● **Work to complete**: If a line below contains "incremental", count it; then state how many such lines there are, and nothing else.

● **Dataset records**:
***

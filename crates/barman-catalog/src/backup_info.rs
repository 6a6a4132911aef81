//! `backup.info`: a key=value UTF-8 text file, one `Backup` per file.
//!
//! The key set is stable (spec.md §6) so that external tooling built
//! against older versions keeps working; unknown keys on read are
//! ignored rather than rejected, and missing optional keys simply leave
//! the corresponding field `None`.

use std::collections::HashMap;

use barman_utils::{BackupId, Lsn, ServerName};

use crate::model::{Backup, BackupMethod, BackupStatus, BackupType, KeepTarget, Tablespace};

pub fn serialize(backup: &Backup) -> String {
    let mut out = String::new();
    macro_rules! kv {
        ($key:expr, $val:expr) => {
            out.push_str($key);
            out.push('=');
            out.push_str(&$val);
            out.push('\n');
        };
    }
    kv!("backup_id", backup.backup_id.to_string());
    kv!("server_name", backup.server_name.to_string());
    kv!("status", status_to_str(backup.status).to_string());
    kv!("mode", method_to_str(backup.method).to_string());
    kv!("backup_type", backup_type_to_str(backup.backup_type).to_string());
    kv!("timeline", backup.timeline.to_string());
    if let Some(v) = &backup.system_identifier {
        kv!("system_identifier", v.clone());
    }
    if let Some(v) = &backup.version {
        kv!("version", v.clone());
    }
    if let Some(v) = &backup.pgdata {
        kv!("pgdata", v.clone());
    }
    if let Some(v) = &backup.begin_wal {
        kv!("begin_wal", v.clone());
    }
    if let Some(v) = &backup.end_wal {
        kv!("end_wal", v.clone());
    }
    if let Some(v) = backup.begin_lsn {
        kv!("begin_xlog", v.to_string());
    }
    if let Some(v) = backup.end_lsn {
        kv!("end_xlog", v.to_string());
    }
    if let Some(v) = backup.begin_time {
        kv!("begin_time", v.and_utc().timestamp().to_string());
    }
    if let Some(v) = backup.end_time {
        kv!("end_time", v.and_utc().timestamp().to_string());
    }
    if let Some(v) = backup.size {
        kv!("size", v.to_string());
    }
    if let Some(v) = backup.deduplicated_size {
        kv!("deduplicated_size", v.to_string());
    }
    if let Some(v) = backup.wal_size {
        kv!("wal_size", v.to_string());
    }
    if let Some(v) = &backup.compression {
        kv!("compression", v.clone());
    }
    if let Some(v) = &backup.parent_backup_id {
        kv!("parent_backup_id", v.to_string());
    }
    if let Some(v) = backup.keep_target {
        kv!("keep_target", keep_target_to_str(v).to_string());
    }
    if let Some(v) = &backup.name {
        kv!("name", v.clone());
    }
    if let Some(v) = &backup.error {
        kv!("error", v.clone());
    }
    if !backup.tablespaces.is_empty() {
        kv!(
            "tablespaces",
            serde_json::to_string(&backup.tablespaces).unwrap_or_default()
        );
    }
    if let Some(v) = &backup.snapshots_info {
        kv!("snapshots_info", v.to_string());
    }
    out
}

#[derive(Debug, thiserror::Error)]
pub enum ParseError {
    #[error("backup.info missing required key {0:?}")]
    MissingKey(&'static str),
    #[error("backup.info has invalid value for {key:?}: {value:?}")]
    InvalidValue { key: &'static str, value: String },
}

pub fn parse(contents: &str) -> Result<Backup, ParseError> {
    let mut fields: HashMap<&str, &str> = HashMap::new();
    for line in contents.lines() {
        if let Some((k, v)) = line.split_once('=') {
            fields.insert(k.trim(), v.trim());
        }
    }

    let get = |key: &'static str| fields.get(key).copied();
    let require = |key: &'static str| get(key).ok_or(ParseError::MissingKey(key));
    let parse_field = |key: &'static str, v: &str| -> Result<_, ParseError> {
        v.parse().map_err(|_| ParseError::InvalidValue {
            key,
            value: v.to_string(),
        })
    };

    let backup_id: BackupId = parse_field("backup_id", require("backup_id")?)?;
    let server_name = ServerName::from(require("server_name")?);
    let status = status_from_str(require("status")?).ok_or(ParseError::InvalidValue {
        key: "status",
        value: require("status")?.to_string(),
    })?;
    let method = method_from_str(require("mode")?).ok_or(ParseError::InvalidValue {
        key: "mode",
        value: require("mode")?.to_string(),
    })?;
    let backup_type = get("backup_type")
        .and_then(backup_type_from_str)
        .unwrap_or(BackupType::Full);
    let timeline = get("timeline")
        .map(|v| parse_field("timeline", v))
        .transpose()?
        .unwrap_or(1);

    Ok(Backup {
        backup_id,
        server_name,
        status,
        method,
        backup_type,
        system_identifier: get("system_identifier").map(String::from),
        version: get("version").map(String::from),
        pgdata: get("pgdata").map(String::from),
        begin_wal: get("begin_wal").map(String::from),
        end_wal: get("end_wal").map(String::from),
        begin_lsn: get("begin_xlog")
            .map(|v| parse_field("begin_xlog", v))
            .transpose()?,
        end_lsn: get("end_xlog")
            .map(|v| parse_field("end_xlog", v))
            .transpose()?,
        begin_time: get("begin_time")
            .map(|v| parse_field::<i64>("begin_time", v))
            .transpose()?
            .and_then(|ts| chrono::DateTime::from_timestamp(ts, 0))
            .map(|dt| dt.naive_utc()),
        end_time: get("end_time")
            .map(|v| parse_field::<i64>("end_time", v))
            .transpose()?
            .and_then(|ts| chrono::DateTime::from_timestamp(ts, 0))
            .map(|dt| dt.naive_utc()),
        tablespaces: get("tablespaces")
            .map(|v| serde_json::from_str::<Vec<Tablespace>>(v))
            .transpose()
            .map_err(|_| ParseError::InvalidValue {
                key: "tablespaces",
                value: get("tablespaces").unwrap_or_default().to_string(),
            })?
            .unwrap_or_default(),
        size: get("size").map(|v| parse_field("size", v)).transpose()?,
        deduplicated_size: get("deduplicated_size")
            .map(|v| parse_field("deduplicated_size", v))
            .transpose()?,
        wal_size: get("wal_size").map(|v| parse_field("wal_size", v)).transpose()?,
        compression: get("compression").map(String::from),
        parent_backup_id: get("parent_backup_id")
            .map(|v| parse_field("parent_backup_id", v))
            .transpose()?,
        keep_target: get("keep_target").and_then(keep_target_from_str),
        name: get("name").map(String::from),
        error: get("error").map(String::from),
        snapshots_info: get("snapshots_info").and_then(|v| serde_json::from_str(v).ok()),
    })
}

fn status_to_str(s: BackupStatus) -> &'static str {
    match s {
        BackupStatus::Started => "STARTED",
        BackupStatus::Empty => "EMPTY",
        BackupStatus::Failed => "FAILED",
        BackupStatus::Done => "DONE",
        BackupStatus::Syncing => "SYNCING",
        BackupStatus::WaitingForWals => "WAITING_FOR_WALS",
        BackupStatus::Copying => "COPYING",
    }
}

fn status_from_str(s: &str) -> Option<BackupStatus> {
    Some(match s {
        "STARTED" => BackupStatus::Started,
        "EMPTY" => BackupStatus::Empty,
        "FAILED" => BackupStatus::Failed,
        "DONE" => BackupStatus::Done,
        "SYNCING" => BackupStatus::Syncing,
        "WAITING_FOR_WALS" => BackupStatus::WaitingForWals,
        "COPYING" => BackupStatus::Copying,
        _ => return None,
    })
}

fn method_to_str(m: BackupMethod) -> &'static str {
    match m {
        BackupMethod::RsyncLike => "rsync",
        BackupMethod::NativeBasebackup => "postgres",
        BackupMethod::LocalRsync => "local-rsync",
        BackupMethod::Snapshot => "snapshot",
    }
}

fn method_from_str(s: &str) -> Option<BackupMethod> {
    Some(match s {
        "rsync" => BackupMethod::RsyncLike,
        "postgres" => BackupMethod::NativeBasebackup,
        "local-rsync" => BackupMethod::LocalRsync,
        "snapshot" => BackupMethod::Snapshot,
        _ => return None,
    })
}

fn backup_type_to_str(t: BackupType) -> &'static str {
    match t {
        BackupType::Full => "full",
        BackupType::Incremental => "incremental",
        BackupType::Rsync => "rsync",
        BackupType::Snapshot => "snapshot",
    }
}

fn backup_type_from_str(s: &str) -> Option<BackupType> {
    Some(match s {
        "full" => BackupType::Full,
        "incremental" => BackupType::Incremental,
        "rsync" => BackupType::Rsync,
        "snapshot" => BackupType::Snapshot,
        _ => return None,
    })
}

fn keep_target_to_str(k: KeepTarget) -> &'static str {
    match k {
        KeepTarget::Full => "full",
        KeepTarget::Standalone => "standalone",
    }
}

fn keep_target_from_str(s: &str) -> Option<KeepTarget> {
    Some(match s {
        "full" => KeepTarget::Full,
        "standalone" => KeepTarget::Standalone,
        _ => return None,
    })
}

#[cfg(test)]
mod tests {
    use super::*;
    use crate::model::BackupMethod;

    #[test]
    fn roundtrip_minimal() {
        let backup = Backup::new_started(
            "20240101T000000".parse().unwrap(),
            ServerName::from("main"),
            BackupMethod::RsyncLike,
            None,
        );
        let text = serialize(&backup);
        let parsed = parse(&text).unwrap();
        assert_eq!(parsed.backup_id, backup.backup_id);
        assert_eq!(parsed.server_name, backup.server_name);
        assert_eq!(parsed.status, backup.status);
        assert_eq!(parsed.method, backup.method);
    }

    #[test]
    fn roundtrip_full_done_backup() {
        let mut backup = Backup::new_started(
            "20240101T000000".parse().unwrap(),
            ServerName::from("main"),
            BackupMethod::RsyncLike,
            None,
        );
        backup.status = BackupStatus::Done;
        backup.begin_lsn = Some(Lsn(100));
        backup.end_lsn = Some(Lsn(200));
        backup.begin_wal = Some("000000010000000000000001".to_string());
        backup.end_wal = Some("000000010000000000000002".to_string());
        backup.size = Some(12345);
        backup.tablespaces = vec![Tablespace {
            name: "ts1".to_string(),
            oid: 16400,
            location: "/data/ts1".to_string(),
        }];
        let text = serialize(&backup);
        let parsed = parse(&text).unwrap();
        assert_eq!(parsed.begin_lsn, backup.begin_lsn);
        assert_eq!(parsed.end_lsn, backup.end_lsn);
        assert_eq!(parsed.tablespaces, backup.tablespaces);
        assert_eq!(parsed.status, BackupStatus::Done);
    }

    #[test]
    fn missing_required_key_is_rejected() {
        let err = parse("server_name=main\n").unwrap_err();
        assert!(matches!(err, ParseError::MissingKey("backup_id")));
    }
}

***

● **Task solution**: 2